> Saved entries:

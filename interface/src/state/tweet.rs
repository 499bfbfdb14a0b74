//! The tweet account layout.
//!
//! Every tweet account is serialized as:
//!
//! | Offset               | Size | Field                      |
//! |----------------------|------|----------------------------|
//! | 0                    | 8    | account discriminant       |
//! | 8                    | 32   | author                     |
//! | 40                   | 8    | unix timestamp (i64, LE)   |
//! | 48                   | 4    | topic length (u32, LE)     |
//! | 52                   | n    | topic bytes                |
//! | 52 + n               | 4    | content length (u32, LE)   |
//! | 52 + n + 4           | m    | content bytes              |
//!
//! The fixed-width prefix is [`TweetHeader`]. The offsets below are the only place these positions
//! are defined; serialization, decoding and the memcmp filters in [`crate::filter`] all use them.

use pinocchio::pubkey::Pubkey;
use static_assertions::const_assert_eq;

use crate::{
    error::{
        TweetError,
        TweetResult,
    },
    state::{
        signer::VerifiedSigner,
        transmutable::{
            load,
            load_mut,
            Transmutable,
        },
        LeI64,
        LeU32,
        PUBKEY_SIZE,
        U32_SIZE,
        U64_SIZE,
    },
};

pub const DISCRIMINANT_SIZE: usize = 8;
pub const STRING_PREFIX_SIZE: usize = U32_SIZE;

/// The first 8 bytes of `sha256("account:Tweet")`.
pub const TWEET_ACCOUNT_DISCRIMINANT: [u8; DISCRIMINANT_SIZE] = [229, 13, 110, 58, 118, 6, 20, 79];

pub const DISCRIMINANT_OFFSET: usize = 0;
pub const AUTHOR_OFFSET: usize = DISCRIMINANT_OFFSET + DISCRIMINANT_SIZE;
pub const TIMESTAMP_OFFSET: usize = AUTHOR_OFFSET + PUBKEY_SIZE;
pub const TOPIC_PREFIX_OFFSET: usize = TIMESTAMP_OFFSET + U64_SIZE;
pub const TOPIC_OFFSET: usize = TOPIC_PREFIX_OFFSET + STRING_PREFIX_SIZE;

pub const TWEET_HEADER_SIZE: usize = TOPIC_OFFSET;

/// Maximum topic length in bytes.
pub const MAX_TOPIC_BYTES: usize = 50;
/// Maximum content length in characters.
pub const MAX_CONTENT_CHARS: usize = 280;

const_assert_eq!(AUTHOR_OFFSET, 8);
const_assert_eq!(TIMESTAMP_OFFSET, 40);
const_assert_eq!(TOPIC_PREFIX_OFFSET, 48);
const_assert_eq!(TOPIC_OFFSET, 52);

#[repr(C)]
#[derive(Clone, Debug)]
pub struct TweetHeader {
    /// The account discriminant, always [`TWEET_ACCOUNT_DISCRIMINANT`].
    discriminant: [u8; DISCRIMINANT_SIZE],
    /// The signer that created the tweet.
    pub author: Pubkey,
    /// The i64 unix timestamp at creation as LE bytes.
    timestamp: LeI64,
    /// The u32 topic length in bytes as LE bytes.
    topic_len: LeU32,
}

// Safety:
//
// - Stable layout with `#[repr(C)]`.
// - `size_of` and `align_of` are checked below.
// - All bit patterns are valid.
unsafe impl Transmutable for TweetHeader {
    const LEN: usize = TWEET_HEADER_SIZE;
}

const_assert_eq!(TWEET_HEADER_SIZE, size_of::<TweetHeader>());
const_assert_eq!(align_of::<TweetHeader>(), 1);

impl TweetHeader {
    #[inline(always)]
    pub fn discriminant(&self) -> [u8; DISCRIMINANT_SIZE] {
        self.discriminant
    }

    #[inline(always)]
    pub fn verify_discriminant(&self) -> TweetResult {
        if self.discriminant != TWEET_ACCOUNT_DISCRIMINANT {
            return Err(TweetError::InvalidAccountDiscriminant);
        }
        Ok(())
    }

    #[inline(always)]
    pub fn timestamp(&self) -> i64 {
        i64::from_le_bytes(self.timestamp)
    }

    #[inline(always)]
    pub fn topic_len(&self) -> usize {
        u32::from_le_bytes(self.topic_len) as usize
    }
}

/// The exact account size of a tweet with the given topic and content byte lengths.
#[inline(always)]
pub const fn tweet_space(topic_len: usize, content_len: usize) -> usize {
    TWEET_HEADER_SIZE + topic_len + STRING_PREFIX_SIZE + content_len
}

/// The offset of the content length prefix for a tweet whose topic is `topic_len` bytes.
#[inline(always)]
pub const fn content_prefix_offset(topic_len: usize) -> usize {
    TOPIC_OFFSET + topic_len
}

/// Checks the user supplied fields of a new tweet. The topic is checked first.
#[inline(always)]
pub fn validate_tweet_fields(topic: &str, content: &str) -> TweetResult {
    if topic.len() > MAX_TOPIC_BYTES {
        return Err(TweetError::TopicTooLong);
    }

    if content.chars().count() > MAX_CONTENT_CHARS {
        return Err(TweetError::ContentTooLong);
    }

    Ok(())
}

#[inline(always)]
fn string_prefix(s: &str) -> Result<LeU32, TweetError> {
    u32::try_from(s.len())
        .map(u32::to_le_bytes)
        .map_err(|_| TweetError::InvalidInstructionData)
}

/// Serializes a tweet into `dst`, which must be exactly [`tweet_space`] bytes long.
///
/// Only a [`VerifiedSigner`] can be written as the author.
pub fn write_tweet(
    dst: &mut [u8],
    author: &VerifiedSigner,
    timestamp: i64,
    topic: &str,
    content: &str,
) -> TweetResult {
    if dst.len() != tweet_space(topic.len(), content.len()) {
        return Err(TweetError::MismatchedDataLengths);
    }

    let (header_bytes, rest) = dst.split_at_mut(TWEET_HEADER_SIZE);
    *load_mut::<TweetHeader>(header_bytes)? = TweetHeader {
        discriminant: TWEET_ACCOUNT_DISCRIMINANT,
        author: *author.key(),
        timestamp: timestamp.to_le_bytes(),
        topic_len: string_prefix(topic)?,
    };

    let (topic_dst, rest) = rest.split_at_mut(topic.len());
    topic_dst.copy_from_slice(topic.as_bytes());

    let (content_prefix, content_dst) = rest.split_at_mut(STRING_PREFIX_SIZE);
    content_prefix.copy_from_slice(&string_prefix(content)?);
    content_dst.copy_from_slice(content.as_bytes());

    Ok(())
}

/// A zero-copy, read-only view of a tweet account's data.
#[derive(Clone, Debug)]
pub struct TweetRef<'a> {
    pub header: &'a TweetHeader,
    pub topic: &'a str,
    pub content: &'a str,
}

impl<'a> TweetRef<'a> {
    /// Decodes tweet account data, checking the discriminant, both length prefixes, the total data
    /// length and that both strings are valid UTF-8.
    pub fn try_from_bytes(data: &'a [u8]) -> Result<Self, TweetError> {
        let header = load::<TweetHeader>(data)?;
        header.verify_discriminant()?;

        let rest = &data[TWEET_HEADER_SIZE..];
        let (topic, rest) = rest
            .split_at_checked(header.topic_len())
            .ok_or(TweetError::InsufficientByteLength)?;
        let (content_prefix, content) = rest
            .split_at_checked(STRING_PREFIX_SIZE)
            .ok_or(TweetError::InsufficientByteLength)?;

        let content_len = u32::from_le_bytes(
            content_prefix
                .try_into()
                .map_err(|_| TweetError::InsufficientByteLength)?,
        );
        match content.len().cmp(&(content_len as usize)) {
            core::cmp::Ordering::Less => return Err(TweetError::InsufficientByteLength),
            core::cmp::Ordering::Greater => return Err(TweetError::MismatchedDataLengths),
            core::cmp::Ordering::Equal => (),
        }

        Ok(Self {
            header,
            topic: core::str::from_utf8(topic).map_err(|_| TweetError::InvalidUtf8)?,
            content: core::str::from_utf8(content).map_err(|_| TweetError::InvalidUtf8)?,
        })
    }

    #[inline(always)]
    pub fn author(&self) -> &'a Pubkey {
        &self.header.author
    }

    #[inline(always)]
    pub fn timestamp(&self) -> i64 {
        self.header.timestamp()
    }
}

#[cfg(test)]
mod tests {
    extern crate std;

    use std::{
        vec,
        vec::Vec,
    };

    use super::*;

    const AUTHOR: Pubkey = [7; PUBKEY_SIZE];

    fn serialize(topic: &str, content: &str, timestamp: i64) -> Vec<u8> {
        let signer = VerifiedSigner::new(&AUTHOR, true).unwrap();
        let mut data = vec![0u8; tweet_space(topic.len(), content.len())];
        write_tweet(&mut data, &signer, timestamp, topic, content).unwrap();
        data
    }

    #[test]
    fn fields_land_at_fixed_offsets() {
        let data = serialize("Veganism", "Yay tofu!", 1_650_000_000);

        assert_eq!(&data[..AUTHOR_OFFSET], &TWEET_ACCOUNT_DISCRIMINANT);
        assert_eq!(&data[AUTHOR_OFFSET..TIMESTAMP_OFFSET], &AUTHOR);
        assert_eq!(
            &data[TIMESTAMP_OFFSET..TOPIC_PREFIX_OFFSET],
            &1_650_000_000i64.to_le_bytes()
        );
        assert_eq!(&data[TOPIC_PREFIX_OFFSET..TOPIC_OFFSET], &8u32.to_le_bytes());
        assert_eq!(&data[TOPIC_OFFSET..TOPIC_OFFSET + 8], b"Veganism");

        let content_prefix = content_prefix_offset(8);
        assert_eq!(&data[content_prefix..content_prefix + 4], &9u32.to_le_bytes());
        assert_eq!(&data[content_prefix + 4..], b"Yay tofu!");
        assert_eq!(data.len(), 52 + 8 + 4 + 9);
    }

    #[test]
    fn decode_written_tweet() {
        let data = serialize("Best Pizza Topping", "Pepperoni ofc...", 42);
        let tweet = TweetRef::try_from_bytes(&data).expect("Should decode");

        assert_eq!(tweet.author(), &AUTHOR);
        assert_eq!(tweet.timestamp(), 42);
        assert_eq!(tweet.topic, "Best Pizza Topping");
        assert_eq!(tweet.content, "Pepperoni ofc...");
    }

    #[test]
    fn empty_topic() {
        let data = serialize("", "gm", 1);
        assert_eq!(data.len(), TWEET_HEADER_SIZE + STRING_PREFIX_SIZE + 2);

        let tweet = TweetRef::try_from_bytes(&data).expect("Should decode");
        assert_eq!(tweet.topic, "");
        assert_eq!(tweet.content, "gm");
    }

    #[test]
    fn write_rejects_wrongly_sized_buffer() {
        let signer = VerifiedSigner::new(&AUTHOR, true).unwrap();
        let mut data = vec![0u8; tweet_space(1, 1) + 1];
        assert_eq!(
            write_tweet(&mut data, &signer, 0, "a", "b"),
            Err(TweetError::MismatchedDataLengths)
        );
        assert!(data.iter().all(|b| *b == 0));
    }

    #[test]
    fn decode_rejects_bad_discriminant() {
        let mut data = serialize("topic", "content", 1);
        data[0] ^= 0xff;
        assert_eq!(
            TweetRef::try_from_bytes(&data).unwrap_err(),
            TweetError::InvalidAccountDiscriminant
        );
    }

    #[test]
    fn decode_rejects_bad_lengths() {
        let data = serialize("topic", "content", 1);

        assert_eq!(
            TweetRef::try_from_bytes(&data[..TWEET_HEADER_SIZE - 1]).unwrap_err(),
            TweetError::InsufficientByteLength
        );
        assert_eq!(
            TweetRef::try_from_bytes(&data[..data.len() - 1]).unwrap_err(),
            TweetError::InsufficientByteLength
        );

        let mut trailing = data.clone();
        trailing.push(0);
        assert_eq!(
            TweetRef::try_from_bytes(&trailing).unwrap_err(),
            TweetError::MismatchedDataLengths
        );

        // A topic prefix that points past the end of the data.
        let mut long_topic = data;
        long_topic[TOPIC_PREFIX_OFFSET..TOPIC_OFFSET].copy_from_slice(&1000u32.to_le_bytes());
        assert_eq!(
            TweetRef::try_from_bytes(&long_topic).unwrap_err(),
            TweetError::InsufficientByteLength
        );
    }

    #[test]
    fn decode_rejects_invalid_utf8() {
        let mut data = serialize("ab", "cd", 1);
        data[TOPIC_OFFSET] = 0xff;
        assert_eq!(
            TweetRef::try_from_bytes(&data).unwrap_err(),
            TweetError::InvalidUtf8
        );
    }

    #[test]
    fn topic_limit_is_in_bytes() {
        let max = "x".repeat(MAX_TOPIC_BYTES);
        assert_eq!(validate_tweet_fields(&max, "content"), Ok(()));

        let too_long = "x".repeat(MAX_TOPIC_BYTES + 1);
        assert_eq!(
            validate_tweet_fields(&too_long, "content"),
            Err(TweetError::TopicTooLong)
        );

        // 26 two-byte characters.
        let multibyte = "é".repeat(26);
        assert_eq!(multibyte.len(), 52);
        assert_eq!(
            validate_tweet_fields(&multibyte, "content"),
            Err(TweetError::TopicTooLong)
        );
    }

    #[test]
    fn content_limit_is_in_chars() {
        let max = "é".repeat(MAX_CONTENT_CHARS);
        assert_eq!(validate_tweet_fields("", &max), Ok(()));

        let too_long = "x".repeat(MAX_CONTENT_CHARS + 1);
        assert_eq!(
            validate_tweet_fields("", &too_long),
            Err(TweetError::ContentTooLong)
        );
    }

    #[test]
    fn topic_is_checked_before_content() {
        let topic = "x".repeat(MAX_TOPIC_BYTES + 1);
        let content = "x".repeat(MAX_CONTENT_CHARS + 1);
        assert_eq!(
            validate_tweet_fields(&topic, &content),
            Err(TweetError::TopicTooLong)
        );
    }

    #[test]
    fn unsigned_author_is_unauthorized() {
        assert_eq!(
            VerifiedSigner::new(&AUTHOR, false),
            Err(TweetError::Unauthorized)
        );
        assert_eq!(VerifiedSigner::new(&AUTHOR, true).unwrap().key(), &AUTHOR);
    }
}
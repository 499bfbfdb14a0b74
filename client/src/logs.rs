//! Colored, single-line client logs.
//!
//! Lines look like `[LEVEL] label message`. Warnings and errors go to stderr.

use std::fmt::Display;

use colored::{
    Color,
    Colorize,
};
use solana_address::Address;

use crate::views::TweetAccountView;

#[derive(Clone, Copy, Debug, PartialEq, Eq, strum_macros::Display)]
#[strum(serialize_all = "UPPERCASE")]
pub enum Level {
    Info,
    Success,
    Warning,
    Error,
}

impl Level {
    pub const fn color(self) -> LogColor {
        match self {
            Self::Info => LogColor::Info,
            Self::Success => LogColor::Highlight,
            Self::Warning => LogColor::Warning,
            Self::Error => LogColor::Error,
        }
    }

    const fn to_stderr(self) -> bool {
        matches!(self, Self::Warning | Self::Error)
    }
}

#[derive(Clone, Copy, Debug)]
pub enum LogColor {
    Highlight,
    Debug,
    Error,
    Warning,
    Info,
    Gray,
    FadedGray,
}

impl LogColor {
    pub const fn rgb(self) -> (u8, u8, u8) {
        match self {
            Self::Highlight => (255, 215, 87),
            Self::Debug => (40, 100, 153),
            Self::Error => (255, 0, 45),
            Self::Warning => (180, 105, 0),
            Self::Info => (0, 95, 255),
            Self::Gray => (192, 192, 192),
            Self::FadedGray => (95, 95, 95),
        }
    }
}

impl From<LogColor> for Color {
    fn from(value: LogColor) -> Color {
        let (r, g, b) = value.rgb();
        Color::TrueColor { r, g, b }
    }
}

pub fn format_line(level: Level, label: impl Display, msg: impl Display) -> String {
    format!(
        "[{}] {} {}",
        level.to_string().color(level.color()),
        label.to_string().color(LogColor::Debug),
        msg.to_string().color(LogColor::Gray)
    )
}

pub fn log(level: Level, label: impl Display, msg: impl Display) {
    let line = format_line(level, label, msg);
    if level.to_stderr() {
        eprintln!("{line}");
    } else {
        println!("{line}");
    }
}

pub fn log_info(label: impl Display, msg: impl Display) {
    log(Level::Info, label, msg)
}

pub fn log_success(label: impl Display, msg: impl Display) {
    log(Level::Success, label, msg)
}

pub fn log_warning(label: impl Display, msg: impl Display) {
    log(Level::Warning, label, msg)
}

pub fn log_error(label: impl Display, msg: impl Display) {
    log(Level::Error, label, msg)
}

/// Logs a fetched tweet under its account address.
pub fn log_tweet(address: &Address, tweet: &TweetAccountView) {
    log_info(address, format!("\n{tweet}"))
}
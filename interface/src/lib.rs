//! Shared definitions for the tweet program: the account layout, errors, instruction data and the
//! memcmp filters clients use to query tweet accounts.

#![no_std]

#[cfg(feature = "std")]
extern crate std;

pub mod error;
pub mod filter;
pub mod instructions;
pub mod state;
pub mod utils;

pub mod program {
    pinocchio_pubkey::declare_id!("DUxkTsCrXHJKWzuPcT9xta1s3iZma6eXt7KaYvSSgDX1");
}
//! Client-side utilities for the tweet program.
//!
//! Includes the account store abstraction, the tweet query layer, an in-memory ledger, RPC
//! transaction helpers and mollusk test helpers.

pub mod error;
pub mod ledger;
pub mod logs;
pub mod mollusk_helpers;
pub mod query;
pub mod store;
pub mod transactions;
pub mod views;

pub use logs::LogColor;
use solana_address::Address;

/// The tweet program's id as an [`Address`].
pub const TWEET_PROGRAM_ID: Address = Address::new_from_array(tweet_interface::program::ID);
/// The system program's id as an [`Address`].
pub const SYSTEM_PROGRAM_ID: Address =
    Address::new_from_array(tweet_interface::state::SYSTEM_PROGRAM_ID);
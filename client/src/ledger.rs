//! An in-memory ledger that creates tweet accounts without a validator.
//!
//! [`LocalLedger::send_tweet`] runs the same checks in the same order as the on-chain `SendTweet`
//! instruction and serializes with the same [`write_tweet`], so the account data it produces is
//! byte-for-byte what the program would write.

use std::{
    collections::HashMap,
    time::{
        SystemTime,
        UNIX_EPOCH,
    },
};

use anyhow::anyhow;
use solana_account::Account;
use solana_address::Address;
use solana_sdk::rent::Rent;
use tweet_interface::{
    error::TweetError,
    filter::Memcmp,
    state::{
        signer::VerifiedSigner,
        tweet::{
            tweet_space,
            validate_tweet_fields,
            write_tweet,
        },
    },
};

use crate::{
    error::StoreError,
    store::{
        scan_program_accounts,
        TweetStore,
    },
    SYSTEM_PROGRAM_ID,
    TWEET_PROGRAM_ID,
};

#[derive(Clone, Debug)]
pub struct LocalLedger {
    accounts: HashMap<Address, Account>,
    unix_timestamp: i64,
    rent: Rent,
}

/// A ledger whose clock reads the host's current unix time.
impl Default for LocalLedger {
    fn default() -> Self {
        let now = SystemTime::now()
            .duration_since(UNIX_EPOCH)
            .map_or(0, |elapsed| i64::try_from(elapsed.as_secs()).unwrap_or(i64::MAX));
        Self::new(now)
    }
}

impl LocalLedger {
    /// A ledger whose clock is fixed at `unix_timestamp`. Tweets can only be sent while the clock
    /// is positive.
    pub fn new(unix_timestamp: i64) -> Self {
        Self {
            accounts: HashMap::new(),
            unix_timestamp,
            rent: Rent::default(),
        }
    }

    /// Credits `lamports` to a system-owned account at `address`, creating it if needed.
    pub fn fund(&mut self, address: Address, lamports: u64) {
        let account = self.accounts.entry(address).or_insert_with(|| Account {
            lamports: 0,
            data: vec![],
            owner: SYSTEM_PROGRAM_ID,
            executable: false,
            rent_epoch: 0,
        });
        account.lamports = account.lamports.saturating_add(lamports);
    }

    pub fn insert(&mut self, address: Address, account: Account) {
        self.accounts.insert(address, account);
    }

    pub fn get(&self, address: &Address) -> Option<&Account> {
        self.accounts.get(address)
    }

    /// Every account owned by the tweet program that matches all `filters`.
    pub fn scan_all(&self, filters: &[Memcmp]) -> Vec<(Address, Account)> {
        scan_program_accounts(&self.accounts, &TWEET_PROGRAM_ID, filters)
    }

    pub fn len(&self) -> usize {
        self.accounts.len()
    }

    pub fn is_empty(&self) -> bool {
        self.accounts.is_empty()
    }

    pub fn unix_timestamp(&self) -> i64 {
        self.unix_timestamp
    }

    pub fn set_unix_timestamp(&mut self, unix_timestamp: i64) {
        self.unix_timestamp = unix_timestamp;
    }

    /// Creates a tweet account at `tweet`, paid for by `author`.
    ///
    /// `signers` are the addresses that signed the request. Both `author` and `tweet` must be among
    /// them. The ledger is left untouched if any check fails.
    pub fn send_tweet(
        &mut self,
        tweet: Address,
        author: Address,
        signers: &[Address],
        topic: &str,
        content: &str,
    ) -> Result<Address, StoreError> {
        let author_key = author.to_bytes();
        let signer = VerifiedSigner::new(&author_key, signers.contains(&author))?;

        if let Some(existing) = self.accounts.get(&tweet) {
            if !existing.data.is_empty() {
                return Err(TweetError::AlreadyInitializedAccount.into());
            }
            if existing.owner != SYSTEM_PROGRAM_ID {
                return Err(TweetError::NotOwnedBySystemProgram.into());
            }
        }
        if !signers.contains(&tweet) {
            return Err(TweetError::TweetAccountMustBeSigner.into());
        }

        validate_tweet_fields(topic, content)?;

        if self.unix_timestamp <= 0 {
            return Err(StoreError::InvalidClock(self.unix_timestamp));
        }

        // The system program refuses to create an account at an address that already holds lamports.
        if self.accounts.get(&tweet).is_some_and(|a| a.lamports > 0) {
            return Err(anyhow!("Account {tweet} is already in use").into());
        }

        let space = tweet_space(topic.len(), content.len());
        let required = self.rent.minimum_balance(space);
        let available = self.accounts.get(&author).map_or(0, |a| a.lamports);
        if available < required {
            return Err(StoreError::InsufficientFunds {
                payer: author,
                required,
                available,
            });
        }

        let mut data = vec![0u8; space];
        write_tweet(&mut data, &signer, self.unix_timestamp, topic, content)?;

        if let Some(payer) = self.accounts.get_mut(&author) {
            payer.lamports -= required;
        }
        self.accounts.insert(
            tweet,
            Account {
                lamports: required,
                data,
                owner: TWEET_PROGRAM_ID,
                executable: false,
                rent_epoch: 0,
            },
        );

        Ok(tweet)
    }
}

impl TweetStore for LocalLedger {
    fn account(&self, address: &Address) -> Result<Option<Account>, StoreError> {
        Ok(self.accounts.get(address).cloned())
    }

    fn program_accounts(
        &self,
        program_id: &Address,
        filters: &[Memcmp],
    ) -> Result<Vec<(Address, Account)>, StoreError> {
        Ok(scan_program_accounts(&self.accounts, program_id, filters))
    }
}
/// Debug macro that wraps pinocchio_log::log!
#[macro_export]
macro_rules! debug {
    ($($arg:tt)*) => {
        #[cfg(feature = "debug")]
        pinocchio_log::log!($($arg)*)
    };
}
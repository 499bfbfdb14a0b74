pub mod send_tweet_context;
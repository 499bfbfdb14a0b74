//! Sends a few tweets to a local validator and queries them back.
//!
//! Requires a running `solana-test-validator` with the tweet program deployed.

use client::{
    logs::log_tweet,
    query::{
        fetch_tweet,
        fetch_tweets,
        fetch_tweets_by_author,
        fetch_tweets_by_topic,
    },
    transactions::TweetRpcClient,
};
use solana_sdk::signer::Signer;

fn main() -> anyhow::Result<()> {
    let rpc = TweetRpcClient::localhost();

    let w1 = rpc.fund_account(None)?;
    let w2 = rpc.fund_account(None)?;

    let (pizza, _) = rpc.send_tweet(&w1, "Best Pizza Topping", "Pepperoni ofc...")?;
    rpc.send_tweet(&w1, "", "gm")?;
    rpc.send_tweet(&w2, "Veganism", "Yay tofu!")?;

    println!("{}\n", fetch_tweet(&rpc, &pizza)?);

    println!("All tweets: {}", fetch_tweets(&rpc, &[])?.len());

    for (address, tweet) in fetch_tweets_by_author(&rpc, &w1.pubkey())? {
        log_tweet(&address, &tweet);
    }

    for (address, tweet) in fetch_tweets_by_topic(&rpc, "Veganism")? {
        log_tweet(&address, &tweet);
    }

    Ok(())
}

> TASK OBJECTIVE:
If a line in the records above holds the string "characters", copy it out.

> OUTPUT:
/// Maximum content length in characters.
        // 26 two-byte characters.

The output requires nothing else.